Expected Beneficial Outcomes

Increased academic achievement
Increased high school graduation

Evidence of Effectiveness

There is some evidence that smaller classes modestly improve academic outcomes (Konstantopoulos 2011, Mosteller 1995, Nye 2004, Finn 2005, Cho 2012), especially when implemented in kindergarten or first grade (Ding 2010, Brookings-Chingos 2011, CPE-Class size 2005, Watson 2013). However, class size reduction efforts typically have small effect sizes, perhaps due to continued use of teaching methods applied in larger classes (Hattie 2005). Additional evidence is needed to confirm effects.

A small first grade class can modestly improve outcomes for students who were in larger kindergarten classes (Ding 2010). Overall, reductions in class size appear to benefit students who struggle in school more than high achieving students, and smaller classes appear to have smaller achievement gaps than classes with more children (Bosworth 2014). Studies of Tennessee's Student–Teacher Achievement Ratio (TN STAR) experiment indicate that small classes have the greatest benefits for children from low income households and minority students (Reynolds 2010a, CPE-Class size 2005, Mosteller 1995), and improvements in reading skills among  minority students persist for at least five years (Nye 2004).
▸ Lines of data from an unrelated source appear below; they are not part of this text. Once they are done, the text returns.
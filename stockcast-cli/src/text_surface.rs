//! Plain-text rendering of a dashboard page for the terminal.

use std::fmt::Write;

use stockcast_core::dashboard::display::{CLOSE_TRACE, OPEN_TRACE};
use stockcast_core::dashboard::{ForecastChart, RawChart, StatusKind, StatusMessage};
use stockcast_core::forecast::ForecastComponents;
use stockcast_core::frame::TablePreview;
use stockcast_core::DashboardSurface;

/// Sparkline width in characters.
const SPARK_WIDTH: usize = 60;
const SPARK_LEVELS: [char; 8] = ['▁', '▂', '▃', '▄', '▅', '▆', '▇', '█'];

/// Accumulates the page as text; print `into_string()` when done.
#[derive(Debug, Default)]
pub struct TextSurface {
    out: String,
}

impl TextSurface {
    pub fn new() -> Self {
        Self::default()
    }

    pub fn into_string(self) -> String {
        self.out
    }

    fn line(&mut self, text: &str) {
        self.out.push_str(text);
        self.out.push('\n');
    }
}

impl DashboardSurface for TextSurface {
    fn title(&mut self, text: &str) {
        self.line(text);
        self.line(&"=".repeat(text.chars().count()));
    }

    fn subheader(&mut self, text: &str) {
        self.line("");
        self.line(&format!("## {text}"));
    }

    fn caption(&mut self, text: &str) {
        self.line("");
        self.line(text);
    }

    fn text(&mut self, text: &str) {
        self.line(text);
    }

    fn table(&mut self, table: &TablePreview) {
        self.out.push_str(&format_table(table));
    }

    fn raw_chart(&mut self, chart: &RawChart) {
        self.line(&format!("[{}]", chart.title));
        match chart.date_range() {
            None => self.line("  (no price data)"),
            Some((first, last)) => {
                let opens: Vec<f64> = chart.points.iter().map(|p| p.open).collect();
                let closes: Vec<f64> = chart.points.iter().map(|p| p.close).collect();
                self.line(&format!("  {} points, {first} .. {last}", chart.points.len()));
                self.line(&format!("  {OPEN_TRACE:<14} {}", sparkline(&opens, SPARK_WIDTH)));
                self.line(&format!("  {CLOSE_TRACE:<14} {}", sparkline(&closes, SPARK_WIDTH)));
            }
        }
    }

    fn status(&mut self, status: &StatusMessage) {
        let tag = match status.kind {
            StatusKind::Success => "ok",
            StatusKind::Error => "error",
        };
        self.line("");
        self.line(&format!("[{tag}] {}", status.text));
    }

    fn forecast_chart(&mut self, chart: &ForecastChart) {
        let yhat: Vec<f64> = chart.band.iter().map(|p| p.yhat).collect();
        self.line(&format!("  yhat           {}", sparkline(&yhat, SPARK_WIDTH)));
        if let Some(last) = chart.band.last() {
            self.line(&format!(
                "  history ends {}; {} -> {:.2} [{:.2}, {:.2}]",
                chart.history_end, last.ds, last.yhat, last.yhat_lower, last.yhat_upper
            ));
        }
    }

    fn components_chart(&mut self, components: &ForecastComponents) {
        let trend: Vec<f64> = components.trend.iter().map(|(_, v)| *v).collect();
        self.line(&format!("  trend          {}", sparkline(&trend, SPARK_WIDTH)));
        if let Some(weekly) = &components.weekly {
            let mut row = String::from("  weekly        ");
            for w in weekly {
                let _ = write!(row, " {} {:+.2}", w.weekday, w.value);
            }
            self.line(&row);
        }
        if let Some(yearly) = &components.yearly {
            let values: Vec<f64> = yearly.iter().map(|y| y.value).collect();
            self.line(&format!("  yearly         {}", sparkline(&values, SPARK_WIDTH)));
        }
    }
}

/// Left-aligned columns separated by two spaces.
pub fn format_table(table: &TablePreview) -> String {
    let mut widths: Vec<usize> = table.columns.iter().map(|c| c.chars().count()).collect();
    for row in &table.rows {
        for (w, cell) in widths.iter_mut().zip(row) {
            *w = (*w).max(cell.chars().count());
        }
    }

    let mut out = String::new();
    let render = |out: &mut String, cells: &[String]| {
        let line: Vec<String> = cells
            .iter()
            .zip(&widths)
            .map(|(c, w)| format!("{c:>w$}"))
            .collect();
        out.push_str(line.join("  ").trim_end());
        out.push('\n');
    };
    render(&mut out, &table.columns);
    for row in &table.rows {
        render(&mut out, row);
    }
    if table.rows.is_empty() {
        out.push_str("(no rows)\n");
    }
    out
}

/// Bucket-averaged sparkline of at most `width` characters.
pub fn sparkline(values: &[f64], width: usize) -> String {
    let finite: Vec<f64> = values.iter().copied().filter(|v| v.is_finite()).collect();
    if finite.is_empty() || width == 0 {
        return String::new();
    }
    let buckets = width.min(finite.len());
    let means: Vec<f64> = (0..buckets)
        .map(|b| {
            let lo = b * finite.len() / buckets;
            let hi = ((b + 1) * finite.len() / buckets).max(lo + 1);
            finite[lo..hi].iter().sum::<f64>() / (hi - lo) as f64
        })
        .collect();
    let min = means.iter().copied().fold(f64::INFINITY, f64::min);
    let max = means.iter().copied().fold(f64::NEG_INFINITY, f64::max);
    let span = max - min;
    means
        .iter()
        .map(|v| {
            if span <= 0.0 {
                SPARK_LEVELS[0]
            } else {
                let level = ((v - min) / span * 7.0).round() as usize;
                SPARK_LEVELS[level.min(7)]
            }
        })
        .collect()
}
Small classes from kindergarten to second grade may improve graduation rates for low income children, especially those who are placed in a small third grade class (Finn 2005).

Smaller classes appear to have modest positive effects on academic outcomes when teachers adopt teaching practices that take advantage of smaller class environments (Watson 2013), increasing individual attention and student-teacher interactions (Blatchford 2011). Class size reduction efforts also appear more likely to affect academic outcomes when implemented with professional development efforts that support teacher and staff use of teaching techniques, classroom management, and student interaction strategies suited to small class environments (Harker 2004, CPE-Class size 2005). Class size reductions may also improve student and teacher work environments (Hattie 2005).

Class size reduction efforts frequently require additional classroom space (CPE-Class size 2005). Principals willing to fundamentally restructure school space can overcome space challenges. Principals can also deploy funding streams creatively to reduce class size (Burch 2010). Researchers suggest that many interventions can more cost effectively improve academic achievement than class size reduction efforts; tutoring and professional development are two examples (Brookings-Chingos 2011, Hattie 2005).


United States

In 2009, 23 states had enacted policies to reduce class size to a level below 20 students per classroom; 15 of those states focus on students in grades K-3 (ECS-Zinth 2009). By 2010, 35 states had laws restricting the number of students allowed in a general education classroom. Following the economic downturn, however, 19 states relaxed or eliminated these laws (Ed Week-Class size 2011). 

In 2016, Arizona introduced a bill for a class size reduction and teacher retention program in grades K-3 (NCSL-Early ed tracking 2016).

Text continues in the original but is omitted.